By producing lots of content, a site exposes a huge surface area for the search engines to crawl. This can lead to sub-optimal results or underperforming pages. As a site grows, the number of URLs produced will also grow, requiring the search engine bot to dig deeper and work harder. One way to control the growth of URLs is to ensure that you are only exposing one URL per piece of content. This is the process of canonicalization, although it is sometimes referred to as normalization. Canonicalization encompasses a number of issues related to the selection of the best URL for a page. For most site owners, the issue of canonicalization is a familiar topic because they have selected (or should have selected) the top-level domain they want to point to. For example, the following are all valid ways to get to microsoft.com:
  • microsoft.com
  • www.microsoft.com
  • www.microsoft.com/en/us/default.aspx
  • www.microsoft.com/en/us/

For the large site that uses complex URLs for tracking, co-branding, or ecommerce activities, managing canonicalization is a much larger and more important issue. To reduce the risk of duplicate URLs and diluting your link equity, the following are some additional conversions that should be made:

  • Remove the index or default
    http://www.mysite.com/default.aspx to http://www.mysite.com/
    http://www.mysite.com/en/us/default.aspx to http://www.mysite.com/en/us
  • Avoid CamelCase, convert your text to lower case
    http://www.mysite.com/FooBar/ to http://www.mysite.com/foobar
  • Remove query string variables or rewrite to readable URLs
    http://www.mysite.com/downloads/details.aspx?FamilyID=ab99&displaylang=en to http://www.mysite.com/downloads/en/family/ab99
  • Remove Port Numbers
    http://www.mysite.com:8080/ to http://www.mysite.com
  • Avoid exposing secure HTTPS version
    https://www.mysite.com/en/us/ to http://www.mysite.com/en/us

My URLs are a mess now what?

The best option for a webmaster is to consider canonicalization when they are planning their site. Unfortunately, many large sites were developed before optimization became an issue. By developing an architecture and site plan that considers canonical forms from the start, such planning will prevent a number of headaches later. But because many site owners already have challenges with canonicalization, here are a few solutions for correcting the situation with existing sites:

 

301 redirect to the canonical form

For a small site, this can be done fairly easily. However, the more canonical issues your site has, the more complicated the solution will be. The first step is to determine what canonical issues your site suffers from and then build a solution that takes into account both the need to scale and performance requirements. For some examples of how to do this, I recommend reading Tony Spencer's article on .htaccess, 301 Redirects & SEO.

 

Use a consistent linking convention

Whatever you choose as your canonical form, never deviate from that form in your sitemap or your internal link structure. For example, always link to mysite.com, rather than sometimes linking to mysite.com/default.htm. You can't enforce how people link to your site externally, but you should ensure your convention is enforced internally. This can be a long process to enact on a large site, so it may help to start with your most trafficked pages where there is the most impact and work your way through the site to your least important pages. 

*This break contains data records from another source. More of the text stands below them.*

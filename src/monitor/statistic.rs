//! Rolling statistic: turns a cumulative counter series into a per-second rate.

#![allow(missing_docs)]
#![allow(clippy::cast_precision_loss)]

use serde::Serialize;

#[derive(Debug, Clone, Copy, PartialEq)]
struct Sample {
    timestamp_ms: u64,
    value: f64,
}

/// Accumulator for one monotonically nondecreasing kernel counter.
///
/// `update` always takes the cumulative value, never a delta. A counter that
/// goes backwards (device reset, wrap, remount) restarts accumulation from
/// the new value instead of producing a negative rate.
#[derive(Debug, Clone, Default, PartialEq)]
pub struct RollingStatistic {
    last: Option<Sample>,
    rate_per_sec: Option<f64>,
}

/// Serializable view of a statistic for reports.
#[derive(Debug, Clone, Copy, Serialize, PartialEq)]
pub struct StatisticView {
    pub raw: Option<f64>,
    pub per_second: Option<f64>,
}

impl RollingStatistic {
    #[must_use]
    pub fn new() -> Self {
        Self::default()
    }

    pub fn update(&mut self, timestamp_ms: u64, value: f64) {
        let Some(previous) = self.last else {
            self.last = Some(Sample {
                timestamp_ms,
                value,
            });
            return;
        };

        if timestamp_ms == previous.timestamp_ms {
            // Same instant: nothing to derive, keep the earlier sample.
            return;
        }

        if timestamp_ms < previous.timestamp_ms || value < previous.value {
            self.last = Some(Sample {
                timestamp_ms,
                value,
            });
            self.rate_per_sec = None;
            return;
        }

        let elapsed_ms = (timestamp_ms - previous.timestamp_ms) as f64;
        self.rate_per_sec = Some((value - previous.value) * 1000.0 / elapsed_ms);
        self.last = Some(Sample {
            timestamp_ms,
            value,
        });
    }

    /// Forget everything; the next value becomes a fresh baseline.
    pub fn reset(&mut self) {
        self.last = None;
        self.rate_per_sec = None;
    }

    /// Units per second between the two most recent samples.
    #[must_use]
    pub const fn rate(&self) -> Option<f64> {
        self.rate_per_sec
    }

    /// Last cumulative value seen.
    #[must_use]
    pub fn raw(&self) -> Option<f64> {
        self.last.map(|sample| sample.value)
    }

    #[must_use]
    pub const fn has_data(&self) -> bool {
        self.last.is_some()
    }

    #[must_use]
    pub fn view(&self) -> StatisticView {
        StatisticView {
            raw: self.raw(),
            per_second: self.rate(),
        }
    }
}

#[cfg(test)]
mod tests {
    use super::*;
    use proptest::prelude::*;

    #[test]
    fn first_sample_has_no_rate() {
        let mut stat = RollingStatistic::new();
        stat.update(1_000, 50.0);
        assert!(stat.has_data());
        assert_eq!(stat.raw(), Some(50.0));
        assert_eq!(stat.rate(), None);
    }

    #[test]
    fn rate_is_per_second() {
        let mut stat = RollingStatistic::new();
        stat.update(1_000, 0.0);
        stat.update(1_500, 512.0);
        assert_eq!(stat.rate(), Some(1024.0));
    }

    #[test]
    fn counter_reset_restarts_baseline() {
        let mut stat = RollingStatistic::new();
        stat.update(1_000, 900.0);
        stat.update(2_000, 1_000.0);
        stat.update(3_000, 10.0);
        assert_eq!(stat.rate(), None);
        stat.update(4_000, 30.0);
        assert_eq!(stat.rate(), Some(20.0));
    }

    #[test]
    fn timestamp_regression_restarts_baseline() {
        let mut stat = RollingStatistic::new();
        stat.update(5_000, 10.0);
        stat.update(6_000, 20.0);
        stat.update(2_000, 25.0);
        assert_eq!(stat.rate(), None);
        assert_eq!(stat.raw(), Some(25.0));
    }

    #[test]
    fn duplicate_timestamp_is_ignored() {
        let mut stat = RollingStatistic::new();
        stat.update(1_000, 10.0);
        stat.update(2_000, 20.0);
        stat.update(2_000, 90.0);
        assert_eq!(stat.rate(), Some(10.0));
        assert_eq!(stat.raw(), Some(20.0));
    }

    #[test]
    fn reset_means_no_data() {
        let mut stat = RollingStatistic::new();
        stat.update(1_000, 1.0);
        stat.update(2_000, 2.0);
        stat.reset();
        assert!(!stat.has_data());
        assert_eq!(stat.view(), StatisticView { raw: None, per_second: None });
    }

    proptest! {
        #[test]
        fn rate_matches_delta_over_elapsed(
            t1 in 0_u64..1_000_000,
            dt in 1_u64..100_000,
            v1 in 0_u64..1_000_000_000,
            dv in 0_u64..1_000_000_000,
        ) {
            let mut stat = RollingStatistic::new();
            stat.update(t1, v1 as f64);
            stat.update(t1 + dt, (v1 + dv) as f64);
            let expected = dv as f64 / dt as f64 * 1000.0;
            let rate = stat.rate().expect("rate after two samples");
            prop_assert!((rate - expected).abs() <= expected.abs() * 1e-9 + 1e-9);
        }

        #[test]
        fn decreasing_counter_never_yields_negative_rate(
            t1 in 0_u64..1_000_000,
            dt1 in 1_u64..10_000,
            dt2 in 1_u64..10_000,
            v1 in 1_u64..1_000_000,
            drop in 1_u64..1_000_000,
            after in 0_u64..1_000_000,
        ) {
            let high = v1 + drop;
            let mut stat = RollingStatistic::new();
            stat.update(t1, high as f64);
            stat.update(t1 + dt1, v1 as f64);
            prop_assert!(stat.rate().is_none());
            stat.update(t1 + dt1 + dt2, (v1 + after) as f64);
            let rate = stat.rate().expect("rate after restart");
            prop_assert!(rate >= 0.0);
            let expected = after as f64 / dt2 as f64 * 1000.0;
            prop_assert!((rate - expected).abs() <= expected * 1e-9 + 1e-9);
        }
    }
}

Don't link to multiple versions of the page

I recently received a question from a publisher on the issue of co-branding. This is where a site may have multiple versions of a single page that it serves with different brands applied, each with a different URL. For example, the Microsoft download page can be reached directly or from any number of branded pages. The URL for such a download could be read:

  • http://downloads.microsoft.com/downloads/EP00688359?id=BA Brand A skin to the page
  • http://downloads.microsoft.com /downloads/EP00688359?id=BB Brand B skin
  • http://downloads.microsoft.com /downloads/EP00688359?id=BC Brand C skin

The content is the same across all the pages other than the brand skin on the page. For a large site like microsoft.com, this means that the same page could be generated over and over, creating additional URLs for the search engine to crawl. The ideal situation in co-branded pages is to have a single page that the search engine bot sees and to block access to any other, branded versions. For a good solution to this problem, Nathan Buggia wrote a very detailed post on how to deal with URL referrer tracking at Jane and Robot. In it, he offers several patterns that will help in this situation and others.

Use absolute links

Once you have done the items above or if you are starting from scratch you may want to consider moving from relative to absolute links. Relative links point a link relative to another page on your server. While there are performance and architectural reasons that webmasters use absolute links, the goal of this exercise is to bring consistency. Absolute links tend to make doing so easier. A relative link will look like:

"../downloads/EP00688359"
The absolute form will look like:
"http://www.mysite.com/downloads/ep00688359"

While there are other issues that can increase the number of URLs, solving the issue of canonicalization will help both your customers and us at Live Search get more of the URLs that matter.

Coming up next

In our next post on large sites, we will discuss the benefits and implementation of HTTP compression and conditional GET statements. As always, if you have additional questions, feel free to ask in our forums.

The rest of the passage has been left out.